From 1973 to 1978 Bletchley Gazette reporter Harold Hepworth reminisced on the post-war years of North Bucks. All these articles have now been carefully transcribed by one of our lady volunteers at The Living Archive. The articles are large so selected paragraphs will be used over the next weeks and months just to give a flavour of how Harold saw the area develop.
Looking at Bletchley’s big new police station at the end of Sherwood Drive I find it hard to believe that I arrived in Bletchley in time to know the last of its long line of parish constables – those lawmen who were appointed in every parish long before regular police were thought of.
He was Mr. Tom Brace and older people will remember him well, for at one time he was the caterer for many local social events and also a shopkeeper in the town for a good many years.
He was no longer functioning as parish constable when I knew him, but I believe he still held the parish baton and had also been an officer both in the “specials” and in the police war reserve.
But he told me there had been times in his lengthy tenure of that office when he certainly had functioned.
In fact, on at least one day he had been the only representative of law and order in the town. This happened when Bletchley’s county police superintendent, sergeant and four constables all went to the annual police sports at Aylesbury and left Mr. Brace “in charge,” splendid man.
I think in his heyday he would have been well able to handle any customer inclined to be obstreperous. He had been a long distance runner and in all weathers he went for a swim at the old bathing station on the Ouzel near Dropshort, but in his old age he was cruelly afflicted with rheumatism. He retired at 80 after police service covering no fewer than 46 years.
He came to mind when I got to thinking about my first day in the town. Like myself and I should think about four-fifths of the people now living here, he was not originally a Bletchley man. He came from Dover in 1895. And this, more or less, is what he told me about his arrival in the town:
“I got off the train at this big, eight-platform station and then went looking for the big eight-platform town to match.

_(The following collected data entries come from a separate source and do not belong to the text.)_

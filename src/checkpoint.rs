// Copyright 2025 Cowboy AI, LLC.

//! Append-only checkpoint trail
//!
//! Every refinement iteration and every branch join emits a [`Checkpoint`].
//! The recorder accepts concurrent appends from sibling branches without
//! losing entries; snapshots are merged in branch-declaration order, not
//! completion order, so identical inputs yield identical trails.

use chrono::{DateTime, Utc};
use serde::{Deserialize, Serialize};
use std::sync::{Arc, Mutex};

use crate::budget::BudgetSnapshot;
use crate::quality::QualityVector;
use crate::state_machine::PipelineStatus;

/// Snapshot of per-iteration / per-branch state for diagnostics
#[derive(Debug, Clone, PartialEq, Serialize, Deserialize)]
pub struct Checkpoint {
    /// Iteration index within the emitting loop or node (1-based)
    pub iteration: u32,
    /// Position of the emitting node in the composition tree, as child
    /// indices from the root in declaration order
    pub branch: Vec<u32>,
    /// Quality observed at this point
    pub quality: QualityVector,
    /// Signed aggregate delta against the previous iteration
    pub quality_delta: f64,
    /// Budget accounting at the time of recording
    pub budget: BudgetSnapshot,
    /// Loop or node status at this point
    pub status: PipelineStatus,
    /// When the checkpoint was recorded
    pub recorded_at: DateTime<Utc>,
}

/// Concurrent append-only recorder for checkpoints
///
/// Clones share the underlying log. Within a branch appends are sequential,
/// so a stable sort on the branch path reconstructs a deterministic trail
/// regardless of cross-branch interleaving.
#[derive(Debug, Clone, Default)]
pub struct CheckpointRecorder {
    entries: Arc<Mutex<Vec<Checkpoint>>>,
}

impl CheckpointRecorder {
    /// Create an empty recorder
    pub fn new() -> Self {
        Self::default()
    }

    /// Append a checkpoint; never blocks for long and never loses entries
    pub fn record(&self, checkpoint: Checkpoint) {
        self.entries
            .lock()
            .expect("checkpoint recorder poisoned")
            .push(checkpoint);
    }

    /// Number of recorded checkpoints
    pub fn len(&self) -> usize {
        self.entries
            .lock()
            .expect("checkpoint recorder poisoned")
            .len()
    }

    /// True when nothing has been recorded
    pub fn is_empty(&self) -> bool {
        self.len() == 0
    }

    /// The merged trail, ordered by branch declaration path then by
    /// per-branch append order
    pub fn snapshot(&self) -> Vec<Checkpoint> {
        let mut entries = self
            .entries
            .lock()
            .expect("checkpoint recorder poisoned")
            .clone();
        entries.sort_by(|a, b| a.branch.cmp(&b.branch));
        entries
    }
}
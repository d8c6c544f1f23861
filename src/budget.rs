// Copyright 2025 Cowboy AI, LLC.

//! Budget allocation and accounting
//!
//! Every executed stage reports an actual cost. The tracker accumulates
//! `used` monotonically against the allocation and flips a soft-halt flag
//! once the overrun exceeds the variance threshold. Overruns are never
//! fatal: the engine returns the best-so-far partial result annotated with
//! the overrun.

use serde::{Deserialize, Serialize};
use std::sync::{Arc, Mutex};

use crate::errors::{EngineResult, PipelineError};

/// Cost units allotted per leaf stage when the budget is `auto`
pub const DEFAULT_STAGE_BUDGET: u64 = 1_000;

/// Default allowed overrun before a soft halt, in percent
pub const DEFAULT_VARIANCE_THRESHOLD_PCT: f64 = 20.0;

/// Marker for the engine-computed even split
#[derive(Debug, Clone, Copy, PartialEq, Eq, Serialize, Deserialize, schemars::JsonSchema)]
#[serde(rename_all = "snake_case")]
pub enum AutoBudget {
    /// Let the engine compute the allocation from the spec shape
    Auto,
}

/// Budget allocation for one pipeline evaluation
///
/// Deserializes from `int | int[] | "auto"`.
#[derive(Debug, Clone, PartialEq, Serialize, Deserialize, schemars::JsonSchema)]
#[serde(untagged)]
pub enum Budget {
    /// Explicit total allocation in cost units
    Total(u64),
    /// Explicit per-branch allocation; the tracker enforces the sum
    PerBranch(Vec<u64>),
    /// Engine-computed even split over the spec's leaf stages
    Auto(AutoBudget),
}

impl Default for Budget {
    fn default() -> Self {
        Budget::auto()
    }
}

impl Budget {
    /// The auto allocation marker
    pub fn auto() -> Self {
        Budget::Auto(AutoBudget::Auto)
    }

    /// Resolve the allocation to a total, given the number of leaf stages
    pub fn resolve(&self, leaf_count: usize) -> EngineResult<u64> {
        match self {
            Budget::Total(total) => {
                if *total == 0 {
                    return Err(PipelineError::validation("budget must be positive"));
                }
                Ok(*total)
            }
            Budget::PerBranch(branches) => {
                if branches.is_empty() || branches.iter().any(|b| *b == 0) {
                    return Err(PipelineError::validation(
                        "per-branch budgets must be non-empty and positive",
                    ));
                }
                Ok(branches.iter().sum())
            }
            Budget::Auto(_) => Ok(leaf_count.max(1) as u64 * DEFAULT_STAGE_BUDGET),
        }
    }
}

/// Point-in-time view of budget accounting
#[derive(Debug, Clone, Copy, PartialEq, Serialize, Deserialize, schemars::JsonSchema)]
pub struct BudgetSnapshot {
    /// Total allocation for the evaluation
    pub allocated: u64,
    /// Cost consumed so far; monotonically non-decreasing
    pub used: u64,
    /// Allocation not yet consumed (saturating)
    pub remaining: u64,
    /// Signed overrun percentage: `(used / allocated - 1) * 100`
    pub variance_pct: f64,
}

#[derive(Debug)]
struct TrackerInner {
    allocated: u64,
    used: u64,
    variance_threshold_pct: f64,
    halted: bool,
}

/// Shared cost accumulator for one pipeline evaluation
///
/// Clones share state, so parallel branches charge against the same
/// allocation. Once the variance threshold is breached the halt flag
/// stays set for the rest of the evaluation.
#[derive(Debug, Clone)]
pub struct BudgetTracker {
    inner: Arc<Mutex<TrackerInner>>,
}

impl BudgetTracker {
    /// Create a tracker over a resolved allocation
    pub fn new(allocated: u64, variance_threshold_pct: f64) -> Self {
        Self {
            inner: Arc::new(Mutex::new(TrackerInner {
                allocated: allocated.max(1),
                used: 0,
                variance_threshold_pct: variance_threshold_pct.max(0.0),
                halted: false,
            })),
        }
    }

    fn variance(used: u64, allocated: u64) -> f64 {
        (used as f64 / allocated as f64 - 1.0) * 100.0
    }

    /// Record a stage cost and return the resulting snapshot
    pub fn charge(&self, cost: u64) -> BudgetSnapshot {
        let mut inner = self.inner.lock().expect("budget tracker poisoned");
        inner.used = inner.used.saturating_add(cost);
        let variance = Self::variance(inner.used, inner.allocated);
        if variance > inner.variance_threshold_pct {
            inner.halted = true;
        }
        BudgetSnapshot {
            allocated: inner.allocated,
            used: inner.used,
            remaining: inner.allocated.saturating_sub(inner.used),
            variance_pct: variance,
        }
    }

    /// Current accounting without charging
    pub fn snapshot(&self) -> BudgetSnapshot {
        let inner = self.inner.lock().expect("budget tracker poisoned");
        BudgetSnapshot {
            allocated: inner.allocated,
            used: inner.used,
            remaining: inner.allocated.saturating_sub(inner.used),
            variance_pct: Self::variance(inner.used, inner.allocated),
        }
    }

    /// True once the variance threshold has been breached
    pub fn is_halted(&self) -> bool {
        self.inner.lock().expect("budget tracker poisoned").halted
    }

    /// Propagate a halt observed elsewhere, e.g. in a branch sub-tracker
    pub fn force_halt(&self) {
        self.inner.lock().expect("budget tracker poisoned").halted = true;
    }
}
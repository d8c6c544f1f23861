// Copyright 2025 Cowboy AI, LLC.

//! Tasks and their classification
//!
//! A [`Task`] is the free-text intent handed to the pipeline, optionally
//! carrying an explicit domain/tier override. Classification is delegated
//! to an external [`Classifier`] collaborator; the core never hard-codes
//! keyword tables.

use async_trait::async_trait;
use indexmap::IndexMap;
use serde::{Deserialize, Serialize};

use crate::errors::EngineResult;

/// Problem domain a task belongs to
#[derive(Debug, Clone, Copy, PartialEq, Eq, Hash, Serialize, Deserialize, schemars::JsonSchema)]
#[serde(rename_all = "snake_case")]
pub enum Domain {
    /// Source code authoring or review
    Code,
    /// Analytical or investigative work
    Analysis,
    /// Prose and documentation
    Writing,
    /// Information gathering and synthesis
    Research,
    /// Fallback when classification is ambiguous
    Generic,
}

impl std::fmt::Display for Domain {
    fn fmt(&self, f: &mut std::fmt::Formatter<'_>) -> std::fmt::Result {
        let name = match self {
            Domain::Code => "code",
            Domain::Analysis => "analysis",
            Domain::Writing => "writing",
            Domain::Research => "research",
            Domain::Generic => "generic",
        };
        write!(f, "{name}")
    }
}

/// Effort tier for a task
#[derive(Debug, Clone, Copy, PartialEq, Eq, Hash, Serialize, Deserialize, schemars::JsonSchema)]
#[serde(rename_all = "snake_case")]
pub enum Tier {
    /// Single-pass, minimal structure
    Basic,
    /// Default staged pipeline
    Standard,
    /// Multi-branch pipeline with refinement
    Advanced,
}

impl std::fmt::Display for Tier {
    fn fmt(&self, f: &mut std::fmt::Formatter<'_>) -> std::fmt::Result {
        let name = match self {
            Tier::Basic => "basic",
            Tier::Standard => "standard",
            Tier::Advanced => "advanced",
        };
        write!(f, "{name}")
    }
}

/// A unit of work submitted to the pipeline
#[derive(Debug, Clone, PartialEq, Serialize, Deserialize, schemars::JsonSchema)]
pub struct Task {
    /// Free-text intent
    pub intent: String,

    /// Explicit domain override; skips classification when present
    #[serde(default, skip_serializing_if = "Option::is_none")]
    pub domain: Option<Domain>,

    /// Explicit tier override; skips classification when present
    #[serde(default, skip_serializing_if = "Option::is_none")]
    pub tier: Option<Tier>,

    /// Caller-supplied metadata, preserved through the pipeline
    #[serde(default, skip_serializing_if = "IndexMap::is_empty")]
    pub metadata: IndexMap<String, String>,
}

impl Task {
    /// Create a task from free-text intent
    pub fn new(intent: impl Into<String>) -> Self {
        Self {
            intent: intent.into(),
            domain: None,
            tier: None,
            metadata: IndexMap::new(),
        }
    }

    /// The identity task: empty intent, no overrides
    ///
    /// Maps to the identity pipeline spec under the prompt functor.
    pub fn identity() -> Self {
        Self::new("")
    }

    /// True when this is the identity task
    pub fn is_identity(&self) -> bool {
        self.intent.is_empty() && self.domain.is_none() && self.tier.is_none()
    }

    /// Set an explicit domain override
    pub fn with_domain(mut self, domain: Domain) -> Self {
        self.domain = Some(domain);
        self
    }

    /// Set an explicit tier override
    pub fn with_tier(mut self, tier: Tier) -> Self {
        self.tier = Some(tier);
        self
    }

    /// Attach a metadata entry
    pub fn with_metadata(mut self, key: impl Into<String>, value: impl Into<String>) -> Self {
        self.metadata.insert(key.into(), value.into());
        self
    }
}

/// Result of classifying a task
#[derive(Debug, Clone, PartialEq, Serialize, Deserialize)]
pub struct Classification {
    /// Classified domain
    pub domain: Domain,
    /// Classified tier
    pub tier: Tier,
    /// Classifier confidence in [0, 1]
    pub confidence: f64,
}

impl Classification {
    /// The fallback classification used when confidence is too low
    pub fn generic(confidence: f64) -> Self {
        Self {
            domain: Domain::Generic,
            tier: Tier::Standard,
            confidence,
        }
    }
}

/// Collaborator that classifies tasks
///
/// Implemented externally; the core only consumes the verdict. A low
/// confidence value is not an error - the prompt functor falls back to
/// [`Domain::Generic`] and records the confidence in spec metadata.
#[async_trait]
pub trait Classifier: Send + Sync {
    /// Classify a task into a domain/tier with a confidence score
    async fn classify(&self, task: &Task) -> EngineResult<Classification>;
}

/// Classifier returning a fixed verdict, for tests and as a default
#[derive(Debug, Clone)]
pub struct StaticClassifier {
    verdict: Classification,
}

impl StaticClassifier {
    /// Create a classifier that always returns the given verdict
    pub fn new(verdict: Classification) -> Self {
        Self { verdict }
    }

    /// Classifier that always reports the generic domain at full confidence
    pub fn generic() -> Self {
        Self::new(Classification::generic(1.0))
    }
}

#[async_trait]
impl Classifier for StaticClassifier {
    async fn classify(&self, _task: &Task) -> EngineResult<Classification> {
        Ok(self.verdict.clone())
    }
}

#[cfg(test)]
mod tests {
    use super::*;

    #[test]
    fn identity_task_round_trips() {
        let task = Task::identity();
        assert!(task.is_identity());

        let json = serde_json::to_string(&task).unwrap();
        let back: Task = serde_json::from_str(&json).unwrap();
        assert_eq!(task, back);
    }

    #[test]
    fn overrides_break_identity() {
        let task = Task::new("").with_domain(Domain::Code);
        assert!(!task.is_identity());
    }

    #[tokio::test]
    async fn static_classifier_returns_fixed_verdict() {
        let classifier = StaticClassifier::new(Classification {
            domain: Domain::Analysis,
            tier: Tier::Advanced,
            confidence: 0.92,
        });

        let verdict = classifier.classify(&Task::new("inspect logs")).await.unwrap();
        assert_eq!(verdict.domain, Domain::Analysis);
        assert_eq!(verdict.tier, Tier::Advanced);
    }
}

“I walked along the footpath tunnel, then along Bletchley Road (Queensway), then Vicarage Road, then Aylesbury Street and then round the corner by St. Martin’s Church. But then I saw all that stretch of the Watling Street up to Little Brickhill in front of me and was going up that way when somebody told me I had already come through the town.”
My own experience was not quite like that. Many years had passed between. But I appreciated what he said.
I found at least one paddock, cultivated as a war-time allotment, beside the road where the Queensway shopping centre now is and also many houses and cottages whose front gardens came to within a yard or so of the carriageway.
My first impression of Bletchley was the same as I suppose I would have had of any other town at the time – a general air of dilapidation, dowdiness and fatigue following and consequent upon the war.
The signs were all around. There were public air raid shelters alongside the roads. The Watling Street was still socketed for tank traps. Bletchley Park was a prohibited area. Wilton Hall, since much altered and enlarged, had also been built by the government and was known as the assembly hall.
Another prohibited area was the RAF camp which reached all the way from Shenley Road to Home Farm. There was a Women’s Land Army hostel in Church Green Road, etc. etc.
Rationing was more severe than at any time during the conflict itself. Almost nothing useful could be had without dockets, coupons and the like. Shopkeepers must not illuminate their windows. And so on.
But not all was drabness and gloom in that first spring after the war. In the side streets were houses decorated with home-made bunting and banners with messages like “Welcome home, Jack,” and occasionally “Welcome home, Jill.”
And local girls were blithely setting out for the United States as “GI Brides.” I wonder what happened to them all?
Hi Peter,
Absolutely fascinating. Tom Brace if I’m not mistaken, was also a Freemason and a Past Master of the oldest Masonic Lodge in Bletchley, St. Martin’s.
As a member, I compiled a short history this Lodge nearly 20 years ago, then celebrating it’s centenary year. In doing so, I needed to read the minutes of over 600 meetings and I’m certain one of the members, was a notable citizen named Tom Brace. I’ll need to revisit the archive to be sure, but I am almost certain he will be the Tom Brace described in this article.
In April 1952, when we came to Bletchley, I remember a lovely, jolly policeman, who used to ride around the town on his bicycle.
Apparently he, as the local bobby,accompanied by his family, would be able to go to the cinema and not have to pay, was this true. I wonder if that happens now?
I don’t think the police get too many perks nowadays Sandra, the only thing is they now appear to be pretty short-staffed. It was funny you mention about the policeman who used to ride his bike around Bletchley though. One day I was riding my bicycle in the 1950s along the Shenley Road, when all of a sudden a car driver opened his door and knocked me off my bicycle. Almost immediately a police officer helped me up from the middle of the road, checked I was alright, then gave the car driver a ‘real telling off’ for not being careful. You can just imagine nowadays if that happened you would quite possible be run over, everybody drives far too fast; I think some of them ‘grow horns’ once they get behind the wheel!